» Task goal
Each line of the listing below that includes "specification" must be copied.
☆ ☆ ☆ ☆ ☆ ☆ ☆
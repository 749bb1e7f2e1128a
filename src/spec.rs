//! The declarative atom specification.
//!
//! An atoms document lists the notation systems (in allocation order), the
//! geometry block, the imported symbols and the accidental composite
//! configuration. Loading only deserializes and normalizes it; the
//! consistency checks that guard codepoint stability run in [`crate::allocate`].

use std::path::Path;

use indexmap::IndexMap;
use serde::Deserialize;

use crate::{
    atom::{AccidentalKind, AllocationPolicy, NotationSystem, SymbolSpec, DEFAULT_SYMBOL_SOURCE},
    geometry::{default_dot_nudges, GeometryConfig, GeometryTable},
    layout::CodepointRange,
    FontgenError,
};

pub const DEFAULT_PUA_START: u32 = 0xE600;
pub const DEFAULT_PUA_CEILING: u32 = 0xF8FF;

/// Configuration for the composites of one accidental kind
#[derive(Debug, Clone, PartialEq, Eq)]
pub struct AccidentalCompositeSpec {
    pub kind: AccidentalKind,
    /// Codepoint of the accidental glyph in the font
    pub symbol: Option<u32>,
    /// Explicit range for base+accidental composites; packed when absent
    pub range: Option<(u32, u32)>,
    /// Explicit range for base+accidental+octave composites; packed when absent
    pub octave_range: Option<(u32, u32)>,
}

/// A complete notation specification
#[derive(Debug, Clone, PartialEq)]
pub struct AtomSpec {
    pub systems: Vec<NotationSystem>,
    /// The declared concatenation of every system's characters
    pub character_order: String,
    pub symbols: Vec<SymbolSpec>,
    pub geometry: GeometryTable,
    pub pua_start: u32,
    pub pua_ceiling: u32,
    pub accidentals: Vec<AccidentalCompositeSpec>,
    pub valid_spaces: Vec<CodepointRange>,
}

impl AtomSpec {
    /// Build a specification whose declared character order is the
    /// concatenation of the given systems.
    pub fn new(systems: Vec<NotationSystem>, symbols: Vec<SymbolSpec>, pua_start: u32) -> Self {
        let character_order = systems
            .iter()
            .flat_map(|system| system.characters.iter())
            .collect();
        AtomSpec {
            systems,
            character_order,
            symbols,
            geometry: GeometryTable::default(),
            pua_start,
            pua_ceiling: DEFAULT_PUA_CEILING,
            accidentals: vec![],
            valid_spaces: default_valid_spaces(),
        }
    }

    pub fn from_yaml_str(yaml: &str) -> Result<Self, FontgenError> {
        let raw: RawAtomSpec = serde_yaml::from_str(yaml)?;
        raw.try_into()
    }

    /// Number of base characters across all systems
    pub fn character_count(&self) -> usize {
        self.systems.iter().map(|s| s.characters.len()).sum()
    }

    /// Every (system, character) pair in allocation order
    pub fn characters(&self) -> impl Iterator<Item = (&str, char)> {
        self.systems.iter().flat_map(|system| {
            system
                .characters
                .iter()
                .map(move |c| (system.name.as_str(), *c))
        })
    }
}

pub fn default_valid_spaces() -> Vec<CodepointRange> {
    vec![
        CodepointRange::private_use_area(),
        CodepointRange::musical_symbols(),
    ]
}

/// Load an atoms document from a YAML file.
pub fn load_spec(path: impl AsRef<Path>) -> Result<AtomSpec, FontgenError> {
    let path = path.as_ref();
    log::info!("Loading atom specification: {}", path.display());
    let content = std::fs::read_to_string(path)?;
    let spec = AtomSpec::from_yaml_str(&content)?;
    for system in &spec.systems {
        log::info!("{}: {} characters", system.name, system.characters.len());
    }
    log::info!(
        "{} symbols, {} accidental kinds, PUA start U+{:04X}",
        spec.symbols.len(),
        spec.accidentals.len(),
        spec.pua_start
    );
    Ok(spec)
}

#[derive(Debug, Deserialize)]
struct RawAtomSpec {
    #[serde(default)]
    notation_systems: Vec<RawSystem>,
    #[serde(default)]
    character_order: String,
    #[serde(default)]
    pua: RawPua,
    #[serde(default)]
    geometry: RawGeometry,
    #[serde(default)]
    symbol_policy: AllocationPolicy,
    #[serde(default)]
    smufl_symbols: Vec<RawSymbol>,
    #[serde(default)]
    accidental_composites: RawAccidentalComposites,
    #[serde(default)]
    valid_spaces: Option<Vec<CodepointRange>>,
}

#[derive(Debug, Deserialize)]
struct RawSystem {
    system_name: String,
    #[serde(default)]
    characters: Vec<RawCharacter>,
}

#[derive(Debug, Deserialize)]
struct RawCharacter {
    char: String,
}

#[derive(Debug, Deserialize)]
struct RawPua {
    #[serde(default = "pua_start", deserialize_with = "crate::serde_helpers::codepoint_de")]
    start: u32,
    #[serde(
        default = "pua_ceiling",
        deserialize_with = "crate::serde_helpers::codepoint_de"
    )]
    ceiling: u32,
}

fn pua_start() -> u32 {
    DEFAULT_PUA_START
}
fn pua_ceiling() -> u32 {
    DEFAULT_PUA_CEILING
}

impl Default for RawPua {
    fn default() -> Self {
        RawPua {
            start: DEFAULT_PUA_START,
            ceiling: DEFAULT_PUA_CEILING,
        }
    }
}

#[derive(Debug, Default, Deserialize)]
struct RawGeometry {
    #[serde(default)]
    dots: RawDots,
    #[serde(default)]
    symbols: RawSymbolGeometry,
    #[serde(default)]
    dot_nudges: Option<IndexMap<String, f64>>,
    #[serde(default)]
    system_dot_nudges: IndexMap<String, IndexMap<String, f64>>,
}

#[derive(Debug, Deserialize)]
#[serde(default)]
struct RawDots {
    above_gap: f64,
    below_gap: f64,
    vertical_step: f64,
    horizontal_center: bool,
}

impl Default for RawDots {
    fn default() -> Self {
        let defaults = GeometryConfig::default();
        RawDots {
            above_gap: defaults.dot_above_gap,
            below_gap: defaults.dot_below_gap,
            vertical_step: defaults.dot_vertical_step,
            horizontal_center: defaults.dot_horizontal_center,
        }
    }
}

#[derive(Debug, Deserialize)]
#[serde(default)]
struct RawSymbolGeometry {
    accidental_scale: f64,
    accidental_x_offset: f64,
    accidental_y_offset: f64,
    barline_scale: f64,
    ornament_scale: f64,
}

impl Default for RawSymbolGeometry {
    fn default() -> Self {
        let defaults = GeometryConfig::default();
        RawSymbolGeometry {
            accidental_scale: defaults.accidental_scale,
            accidental_x_offset: defaults.accidental_x_offset,
            accidental_y_offset: defaults.accidental_y_offset,
            barline_scale: defaults.barline_scale,
            ornament_scale: defaults.ornament_scale,
        }
    }
}

#[derive(Debug, Deserialize)]
struct RawSymbol {
    glyph_name: String,
    #[serde(default)]
    label: String,
    #[serde(default, deserialize_with = "crate::serde_helpers::codepoint_option_de")]
    smufl_codepoint: Option<u32>,
    #[serde(default)]
    codepoint_offset: Option<u32>,
    #[serde(default)]
    policy: Option<AllocationPolicy>,
    #[serde(default)]
    source_font: Option<String>,
}

#[derive(Debug, Default, Deserialize)]
struct RawAccidentalComposites {
    #[serde(default)]
    types: IndexMap<String, RawAccidentalType>,
}

#[derive(Debug, Deserialize)]
struct RawAccidentalType {
    #[serde(default, deserialize_with = "crate::serde_helpers::codepoint_option_de")]
    smufl_symbol: Option<u32>,
    #[serde(
        default,
        deserialize_with = "crate::serde_helpers::codepoint_range_option_de"
    )]
    range: Option<(u32, u32)>,
    #[serde(
        default,
        deserialize_with = "crate::serde_helpers::codepoint_range_option_de"
    )]
    octave_range: Option<(u32, u32)>,
}

fn single_char(s: &str, context: &str) -> Result<char, FontgenError> {
    let mut chars = s.chars();
    match (chars.next(), chars.next()) {
        (Some(c), None) => Ok(c),
        _ => Err(FontgenError::invalid_spec(format!(
            "{}: expected a single character, got '{}'",
            context, s
        ))),
    }
}

fn nudge_map(
    raw: &IndexMap<String, f64>,
    context: &str,
) -> Result<IndexMap<char, f64>, FontgenError> {
    raw.iter()
        .map(|(k, v)| Ok((single_char(k, context)?, *v)))
        .collect()
}

impl TryFrom<RawAtomSpec> for AtomSpec {
    type Error = FontgenError;

    fn try_from(raw: RawAtomSpec) -> Result<Self, Self::Error> {
        let systems = raw
            .notation_systems
            .iter()
            .map(|system| {
                let characters = system
                    .characters
                    .iter()
                    .map(|c| single_char(&c.char, &format!("System {}", system.system_name)))
                    .collect::<Result<Vec<char>, _>>()?;
                Ok(NotationSystem {
                    name: system.system_name.clone(),
                    characters,
                })
            })
            .collect::<Result<Vec<_>, FontgenError>>()?;

        let symbols = raw
            .smufl_symbols
            .into_iter()
            .map(|symbol| {
                if symbol.glyph_name.trim().is_empty() {
                    return Err(FontgenError::invalid_spec("Symbol with an empty glyph_name"));
                }
                Ok(SymbolSpec {
                    label: if symbol.label.is_empty() {
                        symbol.glyph_name.clone()
                    } else {
                        symbol.label
                    },
                    name: symbol.glyph_name,
                    source_codepoint: symbol.smufl_codepoint.unwrap_or(0),
                    codepoint_offset: symbol.codepoint_offset,
                    policy: symbol.policy.unwrap_or(raw.symbol_policy),
                    source: symbol
                        .source_font
                        .unwrap_or_else(|| DEFAULT_SYMBOL_SOURCE.to_string()),
                })
            })
            .collect::<Result<Vec<_>, _>>()?;

        let accidentals = raw
            .accidental_composites
            .types
            .into_iter()
            .map(|(name, config)| {
                Ok(AccidentalCompositeSpec {
                    kind: name.parse()?,
                    symbol: config.smufl_symbol,
                    range: config.range,
                    octave_range: config.octave_range,
                })
            })
            .collect::<Result<Vec<_>, FontgenError>>()?;

        let dot_nudges = match &raw.geometry.dot_nudges {
            Some(map) => nudge_map(map, "geometry.dot_nudges")?,
            None => default_dot_nudges(),
        };
        let system_dot_nudges = raw
            .geometry
            .system_dot_nudges
            .iter()
            .map(|(system, map)| {
                Ok((
                    system.clone(),
                    nudge_map(map, &format!("geometry.system_dot_nudges.{}", system))?,
                ))
            })
            .collect::<Result<IndexMap<_, _>, FontgenError>>()?;
        let dots = &raw.geometry.dots;
        let sym = &raw.geometry.symbols;
        let geometry = GeometryTable {
            config: GeometryConfig {
                dot_above_gap: dots.above_gap,
                dot_below_gap: dots.below_gap,
                dot_vertical_step: dots.vertical_step,
                dot_horizontal_center: dots.horizontal_center,
                accidental_scale: sym.accidental_scale,
                accidental_x_offset: sym.accidental_x_offset,
                accidental_y_offset: sym.accidental_y_offset,
                barline_scale: sym.barline_scale,
                ornament_scale: sym.ornament_scale,
            },
            dot_nudges,
            system_dot_nudges,
        };

        Ok(AtomSpec {
            systems,
            character_order: raw.character_order,
            symbols,
            geometry,
            pua_start: raw.pua.start,
            pua_ceiling: raw.pua.ceiling,
            accidentals,
            valid_spaces: raw.valid_spaces.unwrap_or_else(default_valid_spaces),
        })
    }
}
impl Snapshot {
    pub fn from_layout(layout: &CodepointLayout) -> Self {
        Snapshot(
            layout
                .assignments()
                .filter_map(|(atom, codepoint)| Some((atom, codepoint?)))
                .collect(),
        )
    }

    /// Rebuild a snapshot from a previously exported mapping document
    pub fn from_mapping(mapping: &Mapping) -> Result<Self, FontgenError> {
        let variant = |name: &str| {
            OctaveVariant::from_name(name).ok_or_else(|| {
                FontgenError::invalid_spec(format!("Unknown octave variant in mapping: {}", name))
            })
        };
        let mut snapshot = BTreeMap::new();
        for note in &mapping.notes {
            for (name, entry) in &note.variants {
                snapshot.insert(
                    AtomId::Note {
                        system: note.system.clone(),
                        character: note.character,
                        variant: variant(name)?,
                    },
                    entry.codepoint,
                );
            }
        }
        for symbol in &mapping.symbols {
            snapshot.insert(
                AtomId::Symbol {
                    name: symbol.name.clone(),
                },
                symbol.codepoint,
            );
        }
        for composite in &mapping.accidental_composites {
            let accidental: AccidentalKind = composite.accidental;
            if let Some(codepoint) = composite.codepoint {
                snapshot.insert(
                    AtomId::Accidental {
                        system: composite.system.clone(),
                        character: composite.character,
                        accidental,
                        variant: None,
                    },
                    codepoint,
                );
            }
            for (name, entry) in &composite.variants {
                snapshot.insert(
                    AtomId::Accidental {
                        system: composite.system.clone(),
                        character: composite.character,
                        accidental,
                        variant: Some(variant(name)?),
                    },
                    entry.codepoint,
                );
            }
        }
        Ok(Snapshot(snapshot))
    }

    /// Load a golden snapshot from a mapping JSON file
    pub fn load(path: impl AsRef<Path>) -> Result<Self, FontgenError> {
        Self::from_mapping(&Mapping::load(path)?)
    }

    pub fn len(&self) -> usize {
        self.0.len()
    }

    pub fn is_empty(&self) -> bool {
        self.0.is_empty()
    }
}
☆ ☆ ☆ ☆ ☆ ☆ ☆
» Response for this exercise
//! The declarative atom specification.
/// A complete notation specification
    /// Build a specification whose declared character order is the
    log::info!("Loading atom specification: {}", path.display());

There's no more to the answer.